JOL Press : L’UMP appelle les Français à « sanctionner le PS » lors des municipales. Mais les Français vont-ils se servir de l’UMP comme d’un vote sanction, après des années de droite au pouvoir ?

Jacques Le Bohec : C’est bien tout le problème, en effet, de la dimension locale ou nationale des votes aux élections municipales. On ne peut pas le savoir avec précision avant que le scrutin se soit déroulé, bien entendu. On sait aussi qu’on ne peut pas faire confiance aux sondages, bien que ceux-ci soient pris en compte par la plupart des candidats pour ajuster leurs campagnes respectives.

Ce que l’on sait, en revanche, c’est que l’offre ne sera pas la même partout car les alliances entre partis sont à géométrie variable ; cela concerne surtout les partis à gauche du parti socialiste. Les écologistes et les partis du Front de gauche se présentent tantôt seuls tantôt alliés au PS. Cela brouille leur image et ne les pose pas en alternative claire et simple, audible et crédible, aux deux partis dominants.

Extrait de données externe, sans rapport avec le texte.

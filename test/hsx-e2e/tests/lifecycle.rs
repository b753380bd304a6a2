// This Source Code Form is subject to the terms of the Mozilla Public
// License, v. 2.0. If a copy of the MPL was not distributed with this
// file, You can obtain one at https://mozilla.org/MPL/2.0/.

//! Task lifecycle: load, step, pause/resume, kill, fault handling, and
//! context isolation between two independently loaded tasks.

mod common;

use common::*;
use hsx_executive::commands;
use hsx_executive::executive::{Executive, ExecutiveConfig};

#[test]
fn load_step_exits_and_ps_reflects_it() {
    let mut exec = Executive::new(ExecutiveConfig::default());
    let mut session = Some(opened(&mut exec, "t1"));
    let pid = load(&mut exec, &mut session, &image(&exiting_program()));

    let fields = ok_fields(commands::dispatch(&mut exec, &mut session, &req("step", serde_json::json!({"pid": pid}))));
    assert_eq!(fields["outcome"], "exited");

    let fields = ok_fields(commands::dispatch(&mut exec, &mut session, &req("ps", serde_json::json!({}))));
    let tasks = fields["tasks"].as_array().unwrap();
    assert_eq!(tasks[0]["state"], "returned");
}

#[test]
fn illegal_opcode_faults_and_halts_the_task() {
    let mut exec = Executive::new(ExecutiveConfig::default());
    let mut session = Some(opened(&mut exec, "t1"));
    // 0xFE is not in the opcode table.
    let pid = load(&mut exec, &mut session, &image(&[0xFE, 0, 0, 0]));

    let fields = ok_fields(commands::dispatch(&mut exec, &mut session, &req("step", serde_json::json!({"pid": pid}))));
    assert_eq!(fields["outcome"], "faulted");
    assert_eq!(fields["fault"], "illegal_opcode");

    let fields = ok_fields(commands::dispatch(&mut exec, &mut session, &req("ps", serde_json::json!({}))));
    let tasks = fields["tasks"].as_array().unwrap();
    assert_eq!(tasks[0]["state"], "terminated");

    // A terminated task no longer accepts a step.
    let r = commands::dispatch(&mut exec, &mut session, &req("step", serde_json::json!({"pid": pid})));
    let fields = ok_fields(r);
    assert_eq!(fields["outcome"], "killed");
}

#[test]
fn pause_resume_round_trip() {
    let mut exec = Executive::new(ExecutiveConfig::default());
    let mut session = Some(opened(&mut exec, "t1"));
    let pid = load(&mut exec, &mut session, &image(&looping_program()));

    let r = commands::dispatch(&mut exec, &mut session, &req("pause", serde_json::json!({"pid": pid})));
    assert!(matches!(r, hsx_rpc::Response::Ok { .. }));
    let fields = ok_fields(commands::dispatch(&mut exec, &mut session, &req("ps", serde_json::json!({}))));
    assert_eq!(fields["tasks"].as_array().unwrap()[0]["state"], "paused");

    let r = commands::dispatch(&mut exec, &mut session, &req("resume", serde_json::json!({"pid": pid})));
    assert!(matches!(r, hsx_rpc::Response::Ok { .. }));
    let fields = ok_fields(commands::dispatch(&mut exec, &mut session, &req("ps", serde_json::json!({}))));
    assert_eq!(fields["tasks"].as_array().unwrap()[0]["state"], "ready");
}

#[test]
fn kill_reports_killed_without_running_further() {
    let mut exec = Executive::new(ExecutiveConfig::default());
    let mut session = Some(opened(&mut exec, "t1"));
    let pid = load(&mut exec, &mut session, &image(&looping_program()));

    let r = commands::dispatch(&mut exec, &mut session, &req("kill", serde_json::json!({"pid": pid, "reason": "test"})));
    assert!(matches!(r, hsx_rpc::Response::Ok { .. }));
    let fields = ok_fields(commands::dispatch(&mut exec, &mut session, &req("ps", serde_json::json!({}))));
    assert_eq!(fields["tasks"].as_array().unwrap()[0]["state"], "killed");
}

#[test]
fn two_tasks_have_independent_register_state() {
    let mut exec = Executive::new(ExecutiveConfig::default());
    let mut session = Some(opened(&mut exec, "t1"));
    let pid_a = load(&mut exec, &mut session, &image(&looping_program()));
    let pid_b = load(&mut exec, &mut session, &image(&looping_program()));
    assert_ne!(pid_a, pid_b);

    let data = base64::prelude::BASE64_STANDARD.encode([0xAA, 0xBB, 0xCC, 0xDD]);
    let r = commands::dispatch(
        &mut exec,
        &mut session,
        &req("write_mem", serde_json::json!({"pid": pid_a, "addr": 100, "data_b64": data})),
    );
    assert!(matches!(r, hsx_rpc::Response::Ok { .. }));

    let fields = ok_fields(commands::dispatch(
        &mut exec,
        &mut session,
        &req("read_mem", serde_json::json!({"pid": pid_b, "addr": 100, "len": 4})),
    ));
    let bytes = base64::prelude::BASE64_STANDARD.decode(fields["data_b64"].as_str().unwrap()).unwrap();
    assert_eq!(bytes, vec![0, 0, 0, 0], "task b's address space must not see task a's write");
}

#[test]
fn reload_replaces_the_task_under_the_same_priority() {
    let mut exec = Executive::new(ExecutiveConfig::default());
    let mut session = Some(opened(&mut exec, "t1"));
    let pid = load(&mut exec, &mut session, &image(&looping_program()));

    let fields = ok_fields(commands::dispatch(
        &mut exec,
        &mut session,
        &req("reload", serde_json::json!({"pid": pid, "image_b64": base64::prelude::BASE64_STANDARD.encode(image(&exiting_program()))})),
    ));
    let new_pid = fields["pid"].as_u64().unwrap() as u32;

    let fields = ok_fields(commands::dispatch(&mut exec, &mut session, &req("ps", serde_json::json!({}))));
    let tasks = fields["tasks"].as_array().unwrap();
    assert_eq!(tasks.len(), 1);
    assert_eq!(tasks[0]["pid"].as_u64().unwrap() as u32, new_pid);
}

Notamment parce que certaines franges du PCF ont préféré sauver des positions locales au risque de grever l’avenir du Front de gauche pour un plat de lentilles (faire survivre les prébendes des apparatchiks). On a vu aussi certains dirigeants de Gauche unitaire (Christian Piquet et quelques uns) se rallier aux listes Hidalgo à Paris au mépris de la démocratie interne pour occuper quelques strapontins. 

On sait aussi que les futurs résultats ne doivent pas être analysés seulement en fonction du parti de la tête de liste mais aussi de la dichotomie sortant/prétendant. Or dans les villes, il y aura sans doute une prime au sortant, qui bénéficie des relais associatifs subventionnés ainsi que des projets et des services publics de proximité financés par les contribuables. En outre, certains candidats UMP se refusent à faire campagne sur un clivage national assimilable à un vote sanction envers le parti qui contrôle les sommets de l’Etat actuellement.

Mais vous avez raison, moins de deux ans après l’alternance, il n’est pas certain que les électeurs (qui ne sont pas tous de nationalité française, attention)  aient oublié les multiples échecs du binôme Sarkozy/Fillon. On peut supposer par inférence qu’à l’UMP ils disposent de sondages allant dans ce sens. D’où la discrétion de l’ancien président de la République.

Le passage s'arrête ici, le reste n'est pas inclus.